Source records

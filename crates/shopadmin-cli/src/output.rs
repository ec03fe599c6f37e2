use anyhow::Result;
use colored::Colorize;
use serde::Serialize;
use serde_json::Value;
use tabled::builder::Builder;
use tabled::settings::Style;

use shopadmin_core::{
    Category, ChangeSet, Order, OrderStatus, Paginated, Product, User, Version, sort_sizes,
};

use crate::cli::OutputFormat;

pub fn print_json<T: Serialize + ?Sized>(value: &T) -> Result<()> {
    println!("{}", serde_json::to_string_pretty(value)?);
    Ok(())
}

/// Untyped payloads (size records, raw server replies) are shown as JSON in
/// either format.
pub fn print_value(value: &Value) -> Result<()> {
    print_json(value)
}

pub fn print_success(msg: &str) {
    println!("{} {}", "✓".green(), msg);
}

pub fn print_warning(msg: &str) {
    eprintln!("{} {}", "!".yellow(), msg);
}

pub fn print_error(msg: &str) {
    eprintln!("{} {}", "✗".red(), msg);
}

/// Group thousands with dots, no fractional part: `1250000.0` -> `1.250.000`.
pub fn format_vnd(amount: f64) -> String {
    let rounded = amount.round() as i64;
    let digits = rounded.unsigned_abs().to_string();
    let mut grouped = String::with_capacity(digits.len() + digits.len() / 3);
    for (i, ch) in digits.chars().enumerate() {
        if i > 0 && (digits.len() - i) % 3 == 0 {
            grouped.push('.');
        }
        grouped.push(ch);
    }
    if rounded < 0 {
        format!("-{grouped}")
    } else {
        grouped
    }
}

fn render(builder: Builder) -> String {
    builder.build().with(Style::rounded()).to_string()
}

fn print_page_footer<T>(page: &Paginated<T>) {
    println!("Page {} of {}", page.current_page, page.total_pages.max(1));
}

pub fn print_products(page: &Paginated<Product>, format: OutputFormat) -> Result<()> {
    if format == OutputFormat::Json {
        return print_json(page);
    }
    if page.is_empty() {
        println!("No products found.");
        return Ok(());
    }
    let mut builder = Builder::default();
    builder.push_record(["ID", "Name", "Brand", "Price", "Categories", "Stock", "Sold"]);
    for p in &page.items {
        builder.push_record([
            p.id.to_string(),
            p.name.clone(),
            p.brand.clone(),
            format_vnd(p.price as f64),
            p.category.join(", "),
            p.stock.to_string(),
            p.sold.to_string(),
        ]);
    }
    println!("{}", render(builder));
    print_page_footer(page);
    Ok(())
}

pub fn print_versions(versions: &[Version], format: OutputFormat) -> Result<()> {
    if format == OutputFormat::Json {
        return print_json(versions);
    }
    if versions.is_empty() {
        println!("No versions found.");
        return Ok(());
    }
    let mut builder = Builder::default();
    builder.push_record(["ID", "Style", "Sizes", "Stock", "Sold", "Images"]);
    for v in versions {
        let sizes = v
            .sorted_sizes()
            .iter()
            .map(|s| format!("{}:{}", s.size, s.quantity))
            .collect::<Vec<_>>()
            .join(" ");
        builder.push_record([
            v.id.to_string(),
            v.style.clone(),
            sizes,
            v.stock.to_string(),
            v.sold.to_string(),
            v.images.len().to_string(),
        ]);
    }
    println!("{}", render(builder));
    Ok(())
}

pub fn print_version(version: &Version, format: OutputFormat) -> Result<()> {
    if format == OutputFormat::Json {
        return print_json(version);
    }
    println!(
        "{} {} (product {})",
        "Version:".cyan(),
        version.style.cyan(),
        version.product_id
    );
    let mut sizes = version.sizes.clone();
    sort_sizes(&mut sizes);
    let mut builder = Builder::default();
    builder.push_record(["Size", "Quantity"]);
    for s in &sizes {
        builder.push_record([s.size.clone(), s.quantity.to_string()]);
    }
    println!("{}", render(builder));
    println!("Total: {}", version.total_quantity());
    for image in &version.images {
        println!("  {image}");
    }
    Ok(())
}

pub fn print_categories(categories: &[Category], format: OutputFormat) -> Result<()> {
    if format == OutputFormat::Json {
        return print_json(categories);
    }
    if categories.is_empty() {
        println!("No categories found.");
        return Ok(());
    }
    let mut builder = Builder::default();
    builder.push_record(["Name", "Image"]);
    for c in categories {
        builder.push_record([c.name.as_str(), c.image.as_deref().unwrap_or("-")]);
    }
    println!("{}", render(builder));
    Ok(())
}

fn colored_status(status: &OrderStatus) -> String {
    match status {
        OrderStatus::Pending => status.as_str().yellow().to_string(),
        OrderStatus::Fulfilled => status.as_str().green().to_string(),
        OrderStatus::Cancelled => status.as_str().red().to_string(),
        OrderStatus::Other(s) => s.clone(),
    }
}

pub fn print_orders(page: &Paginated<Order>, format: OutputFormat) -> Result<()> {
    if format == OutputFormat::Json {
        return print_json(page);
    }
    if page.is_empty() {
        println!("No orders found.");
        return Ok(());
    }
    let mut builder = Builder::default();
    builder.push_record(["ID", "Customer", "Created", "Items", "Total (vnd)", "Payment", "Status"]);
    for o in &page.items {
        builder.push_record([
            o.id.to_string(),
            o.user_name.clone(),
            o.created_at.clone(),
            o.item_count().to_string(),
            format_vnd(o.total_amount),
            o.payment_method.clone(),
            colored_status(&o.status),
        ]);
    }
    println!("{}", render(builder));
    print_page_footer(page);
    Ok(())
}

pub fn print_users(page: &Paginated<User>, format: OutputFormat) -> Result<()> {
    if format == OutputFormat::Json {
        return print_json(page);
    }
    if page.is_empty() {
        println!("No users found.");
        return Ok(());
    }
    let mut builder = Builder::default();
    builder.push_record(["ID", "Name", "Email", "Phone", "Address"]);
    for u in &page.items {
        builder.push_record([
            u.id.to_string(),
            u.name.clone(),
            u.email.clone(),
            u.phone.clone().unwrap_or_else(|| "-".to_string()),
            u.address_or_placeholder().to_string(),
        ]);
    }
    println!("{}", render(builder));
    print_page_footer(page);
    Ok(())
}

/// Rows for a change set: `~` changed field, `+` added size, `~` updated
/// size, `-` removed size.
pub fn change_rows(changes: &ChangeSet) -> Vec<[String; 3]> {
    let mut rows = Vec::new();
    for (field, value) in changes.fields.iter() {
        rows.push(["~".to_string(), field.clone(), compact(value)]);
    }
    if let Some(sizes) = &changes.sizes {
        for s in &sizes.added {
            rows.push(["+".to_string(), format!("size {}", s.size), s.quantity.to_string()]);
        }
        for s in &sizes.updated {
            rows.push(["~".to_string(), format!("size {}", s.size), s.quantity.to_string()]);
        }
        for s in &sizes.removed {
            rows.push(["-".to_string(), format!("size {}", s.size), s.quantity.to_string()]);
        }
    }
    rows
}

fn compact(value: &Value) -> String {
    match value {
        Value::String(s) => data_url_summary(s).unwrap_or_else(|| s.clone()),
        Value::Array(items) if items.iter().any(|v| v.as_str().is_some_and(is_data_url)) => items
            .iter()
            .map(compact)
            .collect::<Vec<_>>()
            .join(", "),
        other => other.to_string(),
    }
}

fn is_data_url(s: &str) -> bool {
    s.starts_with("data:")
}

/// Encoded uploads are shown by type and size, not content.
fn data_url_summary(s: &str) -> Option<String> {
    let (header, payload) = s.strip_prefix("data:")?.split_once(',')?;
    let mime = header.split(';').next().unwrap_or_default();
    Some(format!("<{mime}, {} bytes encoded>", payload.len()))
}

pub fn print_change_set(changes: &ChangeSet, format: OutputFormat) -> Result<()> {
    if format == OutputFormat::Json {
        return print_json(&changes.to_body()?);
    }
    if changes.is_noop() {
        println!("No changes.");
        return Ok(());
    }
    let mut builder = Builder::default();
    builder.push_record(["", "Field", "Value"]);
    for row in change_rows(changes) {
        builder.push_record(row);
    }
    println!("{}", render(builder));
    Ok(())
}

#[cfg(test)]
mod tests {
    use super::*;
    use shopadmin_core::{Size, compute_changes};

    #[test]
    fn vnd_groups_thousands_with_dots() {
        assert_eq!(format_vnd(0.0), "0");
        assert_eq!(format_vnd(999.0), "999");
        assert_eq!(format_vnd(1000.0), "1.000");
        assert_eq!(format_vnd(1_250_000.4), "1.250.000");
        assert_eq!(format_vnd(-45_500.0), "-45.500");
    }

    #[test]
    fn encoded_uploads_are_summarised() {
        let original = Version {
            id: 1,
            style: "Red".into(),
            ..Version::default()
        };
        let mut current = original.clone();
        current
            .attach_image("/tmp/a.png", "data:image/png;base64,aGk=")
            .unwrap();

        let rows = change_rows(&compute_changes(&original, &current).unwrap());
        assert_eq!(
            rows,
            vec![[
                "~".to_string(),
                "imageNews".to_string(),
                "<image/png, 4 bytes encoded>".to_string()
            ]]
        );
    }

    #[test]
    fn change_rows_mark_each_kind() {
        let original = Version {
            id: 1,
            style: "Red".into(),
            sizes: vec![Size::new("S", 1), Size::new("M", 2)],
            ..Version::default()
        };
        let mut current = original.clone();
        current.stock = 4;
        current.sizes = vec![Size::new("M", 5), Size::new("L", 1)];

        let rows = change_rows(&compute_changes(&original, &current).unwrap());
        assert_eq!(
            rows,
            vec![
                ["~".to_string(), "stock".to_string(), "4".to_string()],
                ["+".to_string(), "size L".to_string(), "1".to_string()],
                ["~".to_string(), "size M".to_string(), "5".to_string()],
                ["-".to_string(), "size S".to_string(), "1".to_string()],
            ]
        );
    }
}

• **Exercise description**:
Where a line of the entries contains "removed", report that line.

• **Solution below**:
/// size, `-` removed size.
        for s in &sizes.removed {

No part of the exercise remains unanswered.